**Exercise description**
Write out the data once more, exactly as it reads.

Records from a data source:
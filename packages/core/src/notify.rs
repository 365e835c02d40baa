//! Best-effort desktop notifications.
//!
//! Notifications never influence the lifecycle: failures are logged at debug
//! level and otherwise ignored.

use tracing::debug;

use crate::config::Config;
use crate::executor;

/// Fire-and-forget sink for user-facing messages.
pub trait Notifier {
    fn notify(&self, summary: &str, body: &str);
}

/// Drops every notification.
#[derive(Debug, Clone, Copy, Default)]
pub struct Silent;

impl Notifier for Silent {
    fn notify(&self, _summary: &str, _body: &str) {}
}

/// Spawns a program such as `notify-send` with summary and body appended.
#[derive(Debug, Clone)]
pub struct CommandNotifier {
    program: String,
    args: Vec<String>,
}

impl CommandNotifier {
    pub fn new(command: &[String]) -> Option<Self> {
        let (program, args) = command.split_first()?;
        Some(Self {
            program: program.clone(),
            args: args.to_vec(),
        })
    }
}

impl Notifier for CommandNotifier {
    fn notify(&self, summary: &str, body: &str) {
        let mut args = self.args.clone();
        args.push(summary.to_string());
        args.push(body.to_string());
        if let Err(e) = executor::spawn_detached(&self.program, &args) {
            debug!(error = %e, "notification not delivered");
        }
    }
}

/// The notifier described by the configuration.
pub fn from_config(config: &Config) -> Box<dyn Notifier> {
    if !config.notifications.enabled {
        return Box::new(Silent);
    }
    match CommandNotifier::new(&config.notifications.command) {
        Some(notifier) => Box::new(notifier),
        None => Box::new(Silent),
    }
}

#[cfg(test)]
mod tests {
    use super::*;
    use std::fs;
    use std::time::{Duration, Instant};

    #[test]
    fn test_command_notifier_passes_summary_and_body() {
        let dir = tempfile::tempdir().unwrap();
        let out = dir.path().join("out");
        let script = format!("printf '%s|%s' \"$1\" \"$2\" > '{}'", out.display());
        let notifier = CommandNotifier::new(&[
            "sh".to_string(),
            "-c".to_string(),
            script,
            "notify".to_string(),
        ])
        .unwrap();

        notifier.notify("Connected", "MyPhone is available");

        let deadline = Instant::now() + Duration::from_secs(5);
        while Instant::now() < deadline {
            if let Ok(contents) = fs::read_to_string(&out)
                && !contents.is_empty()
            {
                assert_eq!(contents, "Connected|MyPhone is available");
                return;
            }
            std::thread::sleep(Duration::from_millis(20));
        }
        panic!("notification command did not run");
    }

    #[test]
    fn test_missing_program_is_ignored() {
        let notifier =
            CommandNotifier::new(&["definitely-not-a-real-program-xyz".to_string()]).unwrap();
        notifier.notify("a", "b");
    }
}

**Output of the exercise**
filename packages/core/src/notify.rs
repository 365e835c02d40baa
//! Best-effort desktop notifications.
//!
//! Notifications never influence the lifecycle: failures are logged at debug
//! level and otherwise ignored.

use tracing::debug;

use crate::config::Config;
use crate::executor;

/// Fire-and-forget sink for user-facing messages.
pub trait Notifier {
    fn notify(&self, summary: &str, body: &str);
}

/// Drops every notification.
#[derive(Debug, Clone, Copy, Default)]
pub struct Silent;

impl Notifier for Silent {
    fn notify(&self, _summary: &str, _body: &str) {}
}

/// Spawns a program such as `notify-send` with summary and body appended.
#[derive(Debug, Clone)]
pub struct CommandNotifier {
    program: String,
    args: Vec<String>,
}

impl CommandNotifier {
    pub fn new(command: &[String]) -> Option<Self> {
        let (program, args) = command.split_first()?;
        Some(Self {
            program: program.clone(),
            args: args.to_vec(),
        })
    }
}

impl Notifier for CommandNotifier {
    fn notify(&self, summary: &str, body: &str) {
        let mut args = self.args.clone();
        args.push(summary.to_string());
        args.push(body.to_string());
        if let Err(e) = executor::spawn_detached(&self.program, &args) {
            debug!(error = %e, "notification not delivered");
        }
    }
}

/// The notifier described by the configuration.
pub fn from_config(config: &Config) -> Box<dyn Notifier> {
    if !config.notifications.enabled {
        return Box::new(Silent);
    }
    match CommandNotifier::new(&config.notifications.command) {
        Some(notifier) => Box::new(notifier),
        None => Box::new(Silent),
    }
}

#[cfg(test)]
mod tests {
    use super::*;
    use std::fs;
    use std::time::{Duration, Instant};

    #[test]
    fn test_command_notifier_passes_summary_and_body() {
        let dir = tempfile::tempdir().unwrap();
        let out = dir.path().join("out");
        let script = format!("printf '%s|%s' \"$1\" \"$2\" > '{}'", out.display());
        let notifier = CommandNotifier::new(&[
            "sh".to_string(),
            "-c".to_string(),
            script,
            "notify".to_string(),
        ])
        .unwrap();

        notifier.notify("Connected", "MyPhone is available");

        let deadline = Instant::now() + Duration::from_secs(5);
        while Instant::now() < deadline {
            if let Ok(contents) = fs::read_to_string(&out)
                && !contents.is_empty()
            {
                assert_eq!(contents, "Connected|MyPhone is available");
                return;
            }
            std::thread::sleep(Duration::from_millis(20));
        }
        panic!("notification command did not run");
    }

    #[test]
    fn test_missing_program_is_ignored() {
        let notifier =
            CommandNotifier::new(&["definitely-not-a-real-program-xyz".to_string()]).unwrap();
        notifier.notify("a", "b");
    }
}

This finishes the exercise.